O segundo entrave é de ordem econômica. Pesquisadores da Universidade de Liverpool, no Reino Unido, estimaram que o custo real de produção do lenacapavir seria de US$ 25 a 46 dólares por pessoa ao ano, considerando uma cadeia produtiva otimizada. No entanto, o preço atualmente praticado nos Estados Unidos ultrapassa US$ 28.000 dólares por paciente/ano, o que representa mais de mil vezes sobre o custo estimado.
Pressão por preços mais acessíveis
Essa discrepância gerou reações de entidades internacionais como o UNAIDS, que passou a pressionar publicamente a companhia farmacêutica Gilead Sciences por uma política de preços acessíveis, sobretudo para países de renda média e baixa. Em resposta, a farmacêutica firmou acordos de licenciamento voluntário com 17 fabricantes de genéricos para produção e distribuição em mais de 90 países de baixa renda — excluindo, no entanto, o Brasil, Argentina e África do Sul.
A decisão de deixar de fora grandes países de renda média, que concentram significativa carga de HIV e têm sistemas de saúde pública consolidados, acende um alerta global: a inovação corre o risco de se tornar seletiva, elitista e limitada ao Norte Global.
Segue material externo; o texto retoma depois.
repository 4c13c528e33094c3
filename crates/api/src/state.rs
use std::sync::Arc;

use shorts_config::Settings;
use shorts_services::{
    AssSubtitleSink, Collaborators, FfmpegRenderer, JobStore, Orchestrator, PipelineConfig,
    ReplicateClient, S3Storage,
};

#[derive(Clone)]
pub struct AppState {
    pub settings: Settings,
    pub orchestrator: Arc<Orchestrator>,
}

impl AppState {
    pub fn new(settings: Settings, collaborators: Collaborators) -> Self {
        let orchestrator = Arc::new(Orchestrator::new(
            Arc::new(JobStore::new()),
            collaborators,
            PipelineConfig::from_settings(&settings),
        ));
        Self {
            settings,
            orchestrator,
        }
    }
}

/// Production collaborators: Replicate, S3, ffmpeg and ASS files.
pub fn default_collaborators(settings: &Settings) -> Collaborators {
    Collaborators {
        generation: Arc::new(ReplicateClient::new(settings.replicate.clone())),
        storage: Arc::new(S3Storage::new(&settings.s3)),
        renderer: Arc::new(FfmpegRenderer::new(&settings.render)),
        subtitles: Arc::new(AssSubtitleSink::new(&settings.pipeline.subtitle_style_path)),
    }
}
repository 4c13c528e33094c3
mod settings;

pub use settings::*;
use chrono::{DateTime, Utc};
use serde::{Deserialize, Serialize};

/// Pipeline stages in execution order, followed by the two terminal states.
#[derive(Debug, Clone, Copy, Serialize, Deserialize, PartialEq, Eq, PartialOrd, Ord, Hash, Default)]
#[serde(rename_all = "snake_case")]
pub enum JobStatus {
    #[default]
    Initialized,
    ConnectingToStorage,
    CreatingGenerationService,
    GeneratingScript,
    GeneratingVoice,
    GeneratingTranscription,
    GeneratingImages,
    CreatingSubtitleFile,
    CreatingVideoFromImages,
    AddingAudioToVideo,
    PreparingFileForUpload,
    Uploading,
    GeneratingShareUrl,
    Completed,
    Failed,
}

impl JobStatus {
    pub fn is_terminal(self) -> bool {
        matches!(self, Self::Completed | Self::Failed)
    }

    pub fn as_str(self) -> &'static str {
        match self {
            Self::Initialized => "initialized",
            Self::ConnectingToStorage => "connecting_to_storage",
            Self::CreatingGenerationService => "creating_generation_service",
            Self::GeneratingScript => "generating_script",
            Self::GeneratingVoice => "generating_voice",
            Self::GeneratingTranscription => "generating_transcription",
            Self::GeneratingImages => "generating_images",
            Self::CreatingSubtitleFile => "creating_subtitle_file",
            Self::CreatingVideoFromImages => "creating_video_from_images",
            Self::AddingAudioToVideo => "adding_audio_to_video",
            Self::PreparingFileForUpload => "preparing_file_for_upload",
            Self::Uploading => "uploading",
            Self::GeneratingShareUrl => "generating_share_url",
            Self::Completed => "completed",
            Self::Failed => "failed",
        }
    }
}

impl std::fmt::Display for JobStatus {
    fn fmt(&self, f: &mut std::fmt::Formatter<'_>) -> std::fmt::Result {
        f.write_str(self.as_str())
    }
}

#[derive(Debug, Clone, Serialize, Deserialize)]
pub struct Job {
    pub id: String,
    pub status: JobStatus,
    /// Share URL; empty until the job completes.
    pub url: String,
    /// Failure cause; empty unless the job failed.
    pub error: String,
    /// Every status the job has entered, oldest first.
    pub history: Vec<JobStatus>,
    pub created_at: DateTime<Utc>,
    pub updated_at: DateTime<Utc>,
}

impl Job {
    pub fn new(id: impl Into<String>) -> Self {
        let now = Utc::now();
        Self {
            id: id.into(),
            status: JobStatus::Initialized,
            url: String::new(),
            error: String::new(),
            history: vec![JobStatus::Initialized],
            created_at: now,
            updated_at: now,
        }
    }

    /// Moves the job forward to `status`.
    ///
    /// Returns `false` and leaves the job untouched when it is already terminal
    /// or when `status` is not later than the current stage.
    pub fn advance(&mut self, status: JobStatus) -> bool {
        if self.status.is_terminal() || status == JobStatus::Failed || status <= self.status {
            return false;
        }
        self.status = status;
        self.history.push(status);
        self.updated_at = Utc::now();
        true
    }

    pub fn complete(&mut self, url: String) -> bool {
        if !self.advance(JobStatus::Completed) {
            return false;
        }
        self.url = url;
        true
    }

    pub fn fail(&mut self, error: String) -> bool {
        if self.status.is_terminal() {
            return false;
        }
        self.status = JobStatus::Failed;
        self.history.push(JobStatus::Failed);
        self.error = error;
        self.updated_at = Utc::now();
        true
    }

    pub fn view(&self) -> JobView {
        JobView {
            id: self.id.clone(),
            status: self.status,
            url: unescape_share_url(&self.url),
            error: (!self.error.is_empty()).then(|| self.error.clone()),
            created_at: self.created_at,
            updated_at: self.updated_at,
        }
    }
}

/// Client-facing snapshot of a job.
#[derive(Debug, Clone, Serialize, Deserialize, PartialEq)]
pub struct JobView {
    pub id: String,
    pub status: JobStatus,
    pub url: String,
    #[serde(skip_serializing_if = "Option::is_none", default)]
    pub error: Option<String>,
    pub created_at: DateTime<Utc>,
    pub updated_at: DateTime<Utc>,
}

/// Undoes the ampersand escaping some serializers apply to presigned URLs.
pub fn unescape_share_url(url: &str) -> String {
    url.replace("\\u0026", "&").replace("&amp;", "&")
}
use axum::{
    Json,
    extract::{Path, State},
    http::StatusCode,
};
use serde::{Deserialize, Serialize};
use shorts_services::JobView;

use crate::{error::ApiError, state::AppState};

#[derive(Debug, Deserialize)]
pub struct CreateJobRequest {
    #[serde(default)]
    pub text: String,
}

#[derive(Debug, Serialize)]
#[serde(rename_all = "camelCase")]
pub struct CreateJobResponse {
    pub job_id: String,
}

pub async fn create(
    State(state): State<AppState>,
    Json(body): Json<CreateJobRequest>,
) -> Result<(StatusCode, Json<CreateJobResponse>), ApiError> {
    let job_id = state.orchestrator.submit(&body.text)?;
    Ok((StatusCode::ACCEPTED, Json(CreateJobResponse { job_id })))
}

pub async fn get(
    State(state): State<AppState>,
    Path(job_id): Path<String>,
) -> Result<Json<JobView>, ApiError> {
    let job = state.orchestrator.get_status(&job_id)?;
    Ok(Json(job))
}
A escolha da farmacêutica Gilead por um modelo de acesso limitado compromete os princípios de equidade e saúde como direito humano universal. Embora a empresa afirme que pretende aplicar estratégias de precificação escalonada em países fora do licenciamento genérico, isso ainda não se traduziu em propostas públicas de valor para o Brasil.
O silêncio sobre custos concretos inviabiliza o planejamento dos sistemas nacionais e retarda discussões sérias sobre viabilidade de incorporação no SUS. Além das barreiras regulatórias e econômicas, existe um componente estrutural e social. A aplicação semestral da PrEP pode ser particularmente vantajosa em regiões com baixa capilaridade da atenção primária, territórios com alta rotatividade populacional, populações privadas de liberdade, trabalhadores do sexo, mulheres trans e jovens em situação de rua. Nestes contextos, a injeção semestral pode representar a única alternativa realista de adesão sustentável.
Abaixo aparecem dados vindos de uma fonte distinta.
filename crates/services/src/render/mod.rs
//! Video composition from generated stills, narration and subtitles.

pub mod ffmpeg;

use std::path::{Path, PathBuf};

use async_trait::async_trait;
use shorts_config::RenderSettings;
use thiserror::Error;
use tokio_util::sync::CancellationToken;

pub use ffmpeg::FfmpegRenderer;

#[derive(Debug, Error)]
pub enum RenderError {
    #[error("I/O error: {0}")]
    Io(#[from] std::io::Error),
    #[error("Download of {url} failed: {source}")]
    Download {
        url: String,
        #[source]
        source: reqwest::Error,
    },
    #[error("ffmpeg exited with {status}: {stderr}")]
    Ffmpeg { status: String, stderr: String },
    #[error("no images to compose")]
    NoImages,
    #[error("cancelled")]
    Cancelled,
}

/// Output frame geometry and motion.
#[derive(Debug, Clone, Copy, PartialEq)]
pub struct CanvasConfig {
    pub width: u32,
    pub height: u32,
    pub fps: u32,
    /// Final zoom factor reached by the end of each still.
    pub zoom: f64,
    pub fade_secs: f64,
}

impl From<&RenderSettings> for CanvasConfig {
    fn from(settings: &RenderSettings) -> Self {
        Self {
            width: settings.width,
            height: settings.height,
            fps: settings.fps,
            zoom: settings.zoom,
            fade_secs: settings.fade_secs,
        }
    }
}

impl Default for CanvasConfig {
    fn default() -> Self {
        Self {
            width: 1080,
            height: 1920,
            fps: 30,
            zoom: 1.5,
            fade_secs: 1.0,
        }
    }
}

/// A generated still and the narration time it illustrates.
#[derive(Debug, Clone, PartialEq)]
pub struct TimedImage {
    pub url: String,
    pub timestamp: f64,
}

#[async_trait]
pub trait Renderer: Send + Sync + 'static {
    /// Renders `images` in order, each shown for `per_image_secs`, into a
    /// silent video under `work_dir`.
    async fn compose_image_sequence(
        &self,
        images: &[TimedImage],
        per_image_secs: f64,
        canvas: &CanvasConfig,
        work_dir: &Path,
        cancel: &CancellationToken,
    ) -> Result<PathBuf, RenderError>;

    /// Adds the narration track and burns in `subtitles`. The result is no
    /// longer than the shorter of the two inputs.
    async fn mux_audio_and_subtitles(
        &self,
        video: &Path,
        audio_url: &str,
        subtitles: &Path,
        work_dir: &Path,
        cancel: &CancellationToken,
    ) -> Result<PathBuf, RenderError>;
}
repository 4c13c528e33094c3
use serde::Serialize;

use crate::error::TimelineError;
use crate::transcript::Transcript;

/// A point in the narration that gets its own illustration.
#[derive(Debug, Clone, PartialEq, Serialize)]
pub struct ImageWindow {
    pub prompt: String,
    /// Seconds from the start of the narration.
    pub timestamp: f64,
}

/// Spreads a fixed number of images evenly over the narration.
#[derive(Debug, Clone, Copy)]
pub struct ImagePlanner {
    count: usize,
}

impl ImagePlanner {
    pub fn new(count: usize) -> Result<Self, TimelineError> {
        if count == 0 {
            return Err(TimelineError::InvalidImageCount);
        }
        Ok(Self { count })
    }

    pub fn count(&self) -> usize {
        self.count
    }

    /// How long each image stays on screen for a narration of `total` seconds.
    pub fn display_duration(&self, total: f64) -> f64 {
        total.max(0.0) / self.count as f64
    }

    /// `i * total / count` for each image, ascending.
    pub fn timestamps(&self, total: f64) -> Vec<f64> {
        let interval = self.display_duration(total);
        (0..self.count).map(|i| i as f64 * interval).collect()
    }

    /// Builds one window per timestamp. `context` is prepended to every prompt.
    pub fn plan(
        &self,
        transcript: &Transcript,
        context: &str,
    ) -> Result<Vec<ImageWindow>, TimelineError> {
        let total = transcript.duration().ok_or(TimelineError::EmptyTranscript)?;
        let fallback = transcript.segments[0].text.trim();

        let windows = self
            .timestamps(total)
            .into_iter()
            .map(|timestamp| {
                let text = relevant_text(transcript, timestamp);
                let text = if text.is_empty() { fallback } else { text.as_str() };
                ImageWindow {
                    prompt: join_prompt(context, text),
                    timestamp,
                }
            })
            .collect();
        Ok(windows)
    }
}

fn join_prompt(context: &str, text: &str) -> String {
    let context = context.trim_end();
    if context.is_empty() {
        text.to_string()
    } else {
        format!("{context}\n{text}")
    }
}

/// Transcript text around `timestamp`: the covering segment (or the first one
/// when the timestamp falls outside every segment) plus any following segments
/// that have already started by `timestamp`.
pub fn relevant_text(transcript: &Transcript, timestamp: f64) -> String {
    let segments = &transcript.segments;
    let first = segments
        .iter()
        .position(|s| s.start <= timestamp && timestamp < s.end)
        .unwrap_or(0);

    let mut parts = Vec::new();
    for (i, segment) in segments.iter().enumerate().skip(first) {
        let text = segment.text.trim();
        if !text.is_empty() {
            parts.push(text);
        }
        match segments.get(i + 1) {
            Some(next) if next.start > timestamp => break,
            _ => {}
        }
    }
    parts.join(" ")
}
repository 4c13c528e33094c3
use std::sync::Arc;

use shorts_api::{
    build_router,
    state::{AppState, default_collaborators},
};
use shorts_config::Settings;
use shorts_services::{Orchestrator, ensure_bucket};
use tokio_util::sync::CancellationToken;
use tracing::info;
use tracing_subscriber::{layer::SubscriberExt, util::SubscriberInitExt};

#[tokio::main]
async fn main() -> anyhow::Result<()> {
    // Load .env file (silently ignore if missing)
    dotenvy::dotenv().ok();

    // Initialize tracing
    tracing_subscriber::registry()
        .with(tracing_subscriber::EnvFilter::try_from_default_env().unwrap_or_else(|_| {
            "shorts_api=debug,shorts_services=debug,shorts_timeline=info,tower_http=debug".into()
        }))
        .with(tracing_subscriber::fmt::layer())
        .init();

    // Load config
    let settings = Settings::load()?;
    info!("Starting shorts API on {}:{}", settings.app.host, settings.app.port);
    info!(
        endpoint = %settings.s3.endpoint,
        bucket = %settings.s3.bucket,
        images = settings.pipeline.image_count,
        subtitle_mode = ?settings.pipeline.subtitle_mode,
        "Pipeline config"
    );

    let collaborators = default_collaborators(&settings);

    // Storage must be reachable before accepting jobs
    ensure_bucket(
        collaborators.storage.as_ref(),
        &settings.s3.bucket,
        &CancellationToken::new(),
    )
    .await?;
    info!(bucket = %settings.s3.bucket, "Storage ready");

    let app_state = AppState::new(settings.clone(), collaborators);
    let orchestrator = Arc::clone(&app_state.orchestrator);

    // Build router
    let app = build_router(app_state);

    // Start server
    let addr = format!("{}:{}", settings.app.host, settings.app.port);
    let listener = tokio::net::TcpListener::bind(&addr).await?;
    info!("Listening on {}", addr);

    axum::serve(listener, app)
        .with_graceful_shutdown(shutdown_signal(orchestrator))
        .await?;

    Ok(())
}

async fn shutdown_signal(orchestrator: Arc<Orchestrator>) {
    let ctrl_c = async {
        if let Err(e) = tokio::signal::ctrl_c().await {
            tracing::error!(error = %e, "Failed to listen for ctrl-c");
            std::future::pending::<()>().await;
        }
    };

    #[cfg(unix)]
    let terminate = async {
        match tokio::signal::unix::signal(tokio::signal::unix::SignalKind::terminate()) {
            Ok(mut signal) => {
                signal.recv().await;
            }
            Err(e) => {
                tracing::error!(error = %e, "Failed to listen for SIGTERM");
                std::future::pending::<()>().await;
            }
        }
    };

    #[cfg(not(unix))]
    let terminate = std::future::pending::<()>();

    tokio::select! {
        _ = ctrl_c => {},
        _ = terminate => {},
    }

    info!("Shutdown signal received");
    orchestrator.shutdown();
}
use config::{Config, ConfigError, Environment, File};
use serde::Deserialize;

#[derive(Debug, Deserialize, Clone)]
pub struct Settings {
    pub app: AppSettings,
    pub s3: S3Settings,
    pub replicate: ReplicateSettings,
    pub render: RenderSettings,
    pub pipeline: PipelineSettings,
}

#[derive(Debug, Deserialize, Clone)]
pub struct AppSettings {
    pub host: String,
    pub port: u16,
    pub cors_origins: Vec<String>,
}

#[derive(Debug, Deserialize, Clone)]
pub struct S3Settings {
    pub endpoint: String,
    pub access_key: String,
    pub secret_key: String,
    pub bucket: String,
    pub region: String,
    /// Object key prefix for uploaded shorts.
    pub key_prefix: String,
    pub presign_ttl_secs: u64,
}

#[derive(Debug, Deserialize, Clone)]
pub struct ReplicateSettings {
    pub api_key: Option<String>,
    pub api_base: String,
    pub script_model: String,
    pub voice_model: String,
    pub transcription_model: String,
    pub image_model: String,
    pub poll_interval_ms: u64,
    pub max_poll_attempts: u32,
}

#[derive(Debug, Deserialize, Clone)]
pub struct RenderSettings {
    /// Root for per-job scratch directories.
    pub work_dir: String,
    pub ffmpeg_path: String,
    pub width: u32,
    pub height: u32,
    pub fps: u32,
    pub zoom: f64,
    pub fade_secs: f64,
}

#[derive(Debug, Deserialize, Clone, Copy, PartialEq, Eq)]
#[serde(rename_all = "snake_case")]
pub enum SubtitleMode {
    /// One karaoke cue per transcript segment.
    Segment,
    /// One cue per word, contiguous.
    Word,
}

#[derive(Debug, Deserialize, Clone)]
pub struct PipelineSettings {
    pub image_count: usize,
    /// `{script}` is replaced with the generated narration.
    pub image_prompt_template: String,
    pub subtitle_mode: SubtitleMode,
    pub subtitle_style_path: String,
}

impl Settings {
    pub fn load() -> Result<Self, ConfigError> {
        let work_dir = std::env::temp_dir().join("shorts-maker");

        let config = Config::builder()
            .add_source(File::with_name("config/default").required(false))
            .add_source(File::with_name("config/local").required(false))
            .add_source(
                Environment::default()
                    .separator("__")
                    .prefix("SHORTS"),
            )
            .set_default("app.host", "0.0.0.0")?
            .set_default("app.port", 8080)?
            .set_default("app.cors_origins", Vec::<String>::new())?
            .set_default("s3.endpoint", "http://127.0.0.1:9002")?
            .set_default("s3.access_key", "minioadmin")?
            .set_default("s3.secret_key", "minioadmin")?
            .set_default("s3.bucket", "shorts-maker")?
            .set_default("s3.region", "us-east-1")?
            .set_default("s3.key_prefix", "shorts")?
            .set_default("s3.presign_ttl_secs", 12 * 60 * 60)?
            .set_default("replicate.api_key", None::<String>)?
            .set_default("replicate.api_base", "https://api.replicate.com/v1")?
            .set_default("replicate.script_model", "meta/meta-llama-3-70b-instruct")?
            .set_default("replicate.voice_model", "lucataco/xtts-v2")?
            .set_default("replicate.transcription_model", "victor-upmeet/whisperx")?
            .set_default("replicate.image_model", "black-forest-labs/flux-schnell")?
            .set_default("replicate.poll_interval_ms", 1000)?
            .set_default("replicate.max_poll_attempts", 600)?
            .set_default("render.work_dir", work_dir.to_string_lossy().to_string())?
            .set_default("render.ffmpeg_path", "ffmpeg")?
            .set_default("render.width", 1080)?
            .set_default("render.height", 1920)?
            .set_default("render.fps", 30)?
            .set_default("render.zoom", 1.5)?
            .set_default("render.fade_secs", 1.0)?
            .set_default("pipeline.image_count", 4)?
            .set_default(
                "pipeline.image_prompt_template",
                "I have the following story: \n{script}\nGenerate an image for this specific part",
            )?
            .set_default("pipeline.subtitle_mode", "segment")?
            .set_default("pipeline.subtitle_style_path", "assets/base.ass")?
            .build()?;

        config.try_deserialize()
    }
}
Decisão política para incorporar ao SUS
Se, por um lado, a ciência apresenta uma solução robusta para velhos desafios, por outro as estruturas de governança global da saúde expõem seus limites. Países de renda média, como o Brasil, têm enfrentado um paradoxo: possuem capacidade logística, técnicos qualificados e redes de saúde estruturadas, mas não são incluídos em estratégias globais de acesso por não serem suficientemente pobres, nem suficientemente lucrativos.
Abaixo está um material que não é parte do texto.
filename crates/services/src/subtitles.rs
use std::path::{Path, PathBuf};

use async_trait::async_trait;
use shorts_timeline::SubtitleCue;
use thiserror::Error;

#[derive(Debug, Error)]
pub enum SubtitleError {
    #[error("subtitle style template not found at {}", path.display())]
    MissingStyle { path: PathBuf },
    #[error("I/O error: {0}")]
    Io(#[from] std::io::Error),
}

/// Persists subtitle cues for the renderer.
#[async_trait]
pub trait SubtitleSink: Send + Sync + 'static {
    async fn write(&self, path: &Path, cues: &[SubtitleCue]) -> Result<(), SubtitleError>;
}

/// Writes Advanced SubStation Alpha files: a style template followed by one
/// `Dialogue:` line per cue.
pub struct AssSubtitleSink {
    style_path: PathBuf,
}

impl AssSubtitleSink {
    pub const DEFAULT_STYLE: &'static str = "Default";

    pub fn new(style_path: impl Into<PathBuf>) -> Self {
        Self {
            style_path: style_path.into(),
        }
    }
}

pub fn render_ass(header: &str, cues: &[SubtitleCue], style: &str) -> String {
    let mut out = String::with_capacity(header.len() + cues.len() * 96);
    out.push_str(header);
    if !header.is_empty() && !header.ends_with('\n') {
        out.push('\n');
    }
    for cue in cues {
        out.push_str(&cue.to_dialogue(style));
        out.push('\n');
    }
    out
}

#[async_trait]
impl SubtitleSink for AssSubtitleSink {
    async fn write(&self, path: &Path, cues: &[SubtitleCue]) -> Result<(), SubtitleError> {
        let header = match tokio::fs::read_to_string(&self.style_path).await {
            Ok(header) => header,
            Err(e) if e.kind() == std::io::ErrorKind::NotFound => {
                return Err(SubtitleError::MissingStyle {
                    path: self.style_path.clone(),
                });
            }
            Err(e) => return Err(e.into()),
        };

        if let Some(parent) = path.parent() {
            tokio::fs::create_dir_all(parent).await?;
        }
        tokio::fs::write(path, render_ass(&header, cues, Self::DEFAULT_STYLE)).await?;
        tracing::debug!(path = %path.display(), cues = cues.len(), "Subtitle file written");
        Ok(())
    }
}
Nesse cenário, o Brasil precisa reagir com firmeza e propósito. É fundamental que a Anvisa acelere o processo de avaliação regulatória do novo medicamento. Além disso, a Conitec precisa abrir uma discussão pública sobre a PrEP injetável. O governo federal, por sua vez, deve pressionar por acordos de licenciamento e transferência de tecnologia, possibilitando inclusive a produção nacional via laboratórios como Farmanguinhos ou Biomanguinhos. Esse movimento não é apenas técnico: é político, estratégico e ético.
A epidemia de HIV é ainda uma realidade viva no Brasil, com taxas de infecção persistentemente altas em diversas regiões e perfis sociais. A inovação científica só se traduz em impacto real quando acompanhada de vontade política, financiamento sustentável e compromisso com a equidade. Sem isso, o medicamento injetável para profilaxia pré-exposição corre o risco de ser apenas mais um avanço tecnológico que chega tarde — ou sequer chega — a quem mais precisa.